How did you become involved in this project?
I was already reading Capital when Derek Wax (Executive Producer), who I’ve worked with before, sent me it. It hadn’t occurred to me that it could be adapted because so much of it is people’s internal dialogue and thoughts, so I thought the challenge of that would be intriguing. I’ve admired John Lanchester’s writing as an economist so to begin with I was just excited to meet him! Then the more I read the book the more I thought it was similar to Dickens, both in terms of catching a moment of time and how the big decisions filter in to everyday life. If you start with the people at the bottom, who absorb the impact of those decisions, there’s something dramatic there. So that’s how it started.

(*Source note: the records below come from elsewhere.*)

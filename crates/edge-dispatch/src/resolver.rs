//! Redirect resolvers.

use async_trait::async_trait;
use edge_core::Response;
use edge_storefront::{storefront_redirect, RedirectOptions, RedirectRequest};

use crate::RedirectResolver;

/// Resolves not-found responses against the shop's URL redirects.
#[derive(Debug, Clone, Default)]
pub struct StorefrontRedirect {
    options: RedirectOptions,
}

impl StorefrontRedirect {
    /// Create a resolver with explicit options.
    pub fn new(options: RedirectOptions) -> Self {
        Self { options }
    }
}

#[async_trait]
impl RedirectResolver for StorefrontRedirect {
    async fn resolve(&self, redirect: RedirectRequest<'_>) -> anyhow::Result<Response> {
        Ok(storefront_redirect(redirect, &self.options).await?)
    }
}

/// Resolver that never redirects.
#[derive(Debug, Clone, Copy, Default)]
pub struct PassThrough;

#[async_trait]
impl RedirectResolver for PassThrough {
    async fn resolve(&self, redirect: RedirectRequest<'_>) -> anyhow::Result<Response> {
        Ok(redirect.response)
    }
}
//! Outbound HTTP seam.

use async_trait::async_trait;
use edge_core::{Request, Response};

use crate::StorefrontError;

/// Sends Storefront API requests.
///
/// The host platform supplies the implementation (Spin outbound HTTP in the
/// workload, in-memory fakes in tests).
#[async_trait]
pub trait StorefrontTransport: Send + Sync {
    /// Send a request and buffer the whole response.
    async fn send(&self, request: Request) -> Result<Response, StorefrontError>;
}
//! Storefront API configuration from host bindings.

use edge_core::{CoreError, Env};

/// Storefront API version used when none is configured.
pub const DEFAULT_API_VERSION: &str = "2025-01";

/// Binding names read by [`StorefrontConfig::from_env`].
pub mod bindings {
    pub const STORE_DOMAIN: &str = "PUBLIC_STORE_DOMAIN";
    pub const PUBLIC_TOKEN: &str = "PUBLIC_STOREFRONT_API_TOKEN";
    pub const PRIVATE_TOKEN: &str = "PRIVATE_STOREFRONT_API_TOKEN";
    pub const API_VERSION: &str = "PUBLIC_STOREFRONT_API_VERSION";
    pub const STOREFRONT_ID: &str = "PUBLIC_STOREFRONT_ID";
}

/// Connection settings for one shop.
#[derive(Debug, Clone)]
pub struct StorefrontConfig {
    /// Shop domain without scheme (e.g. `shop.myshopify.com`).
    pub store_domain: String,
    /// Public access token.
    pub public_token: String,
    /// Private (server-to-server) token, preferred when present.
    pub private_token: Option<String>,
    /// API version, e.g. `2025-01`.
    pub api_version: String,
    /// Storefront identifier forwarded for analytics.
    pub storefront_id: Option<String>,
}

impl StorefrontConfig {
    /// Create a config with the default API version and no private token.
    pub fn new(store_domain: impl Into<String>, public_token: impl Into<String>) -> Self {
        Self {
            store_domain: normalize_domain(&store_domain.into()),
            public_token: public_token.into(),
            private_token: None,
            api_version: DEFAULT_API_VERSION.to_string(),
            storefront_id: None,
        }
    }

    /// Read the config from host bindings.
    pub fn from_env(env: &Env) -> Result<Self, CoreError> {
        let domain = env.require(bindings::STORE_DOMAIN)?;
        let token = env.require(bindings::PUBLIC_TOKEN)?;

        let mut config = Self::new(domain, token);
        if config.store_domain.is_empty() {
            return Err(CoreError::InvalidBinding {
                name: bindings::STORE_DOMAIN.to_string(),
                reason: "domain is empty".to_string(),
            });
        }
        config.private_token = env.get(bindings::PRIVATE_TOKEN).map(String::from);
        config.storefront_id = env.get(bindings::STOREFRONT_ID).map(String::from);
        if let Some(version) = env.get(bindings::API_VERSION) {
            config.api_version = version.to_string();
        }
        Ok(config)
    }

    /// Set the private token.
    pub fn with_private_token(mut self, token: impl Into<String>) -> Self {
        self.private_token = Some(token.into());
        self
    }

    /// `https://{domain}`.
    pub fn shop_origin(&self) -> String {
        format!("https://{}", self.store_domain)
    }

    /// GraphQL endpoint for the configured version.
    pub fn graphql_url(&self) -> String {
        format!(
            "https://{}/api/{}/graphql.json",
            self.store_domain, self.api_version
        )
    }
}

/// Strip scheme and trailing slashes.
fn normalize_domain(domain: &str) -> String {
    domain
        .trim()
        .trim_start_matches("https://")
        .trim_start_matches("http://")
        .trim_end_matches('/')
        .to_string()
}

Capital: Roger (Toby Jones), Arabella (Rachael Stirling)(Image Credit: BBC/Kudos/Hal Shinnie)
How did you go about adapting it?
One of my first realisations was that in order to turn it into a contained series, I’d have to lose a couple of story strands. But I wanted to maintain the wonderful mix of people and the near misses that people have. We live next door to people for years and never say anything other than hello and goodbye. People who live there, work there, and deliver stuff there, all have their own lives but all intersect in this one location. I wanted to maintain the spirit of the book. We meet various people at different levels of the economy and see the impact it has on them through their lives and stories. I also wanted to catch the humour and the humanity of the book and through that filter look at the wider political and economic issues.
Capital: Mrs Kamal (Shabana Azmi), Usman (Hamza Jeetooa), Fatima (Kaiya Bakrania), Rohinka (Mona Goodwin), Ahmed (Adeel Akhtar), Shahid (Danny Ashok)(Image Credit: BBC/Kudos/Hal Shinnie)
How would you describe Capital?
The great thing about Capital is that it works on a number of levels. What hooks you in is the initial mystery, residents of a street in London, from mixed racial and social backgrounds, all receive a post card on the same day and that post card says ‘We Want What You Have.’ That is the starting point, what could it possibly mean? The postcards become the engine that drives the story as we get to know the community in the street and become involved in their own mysteries too. That’s the joy of Capital, there is always mystery at the back of your mind in every scene.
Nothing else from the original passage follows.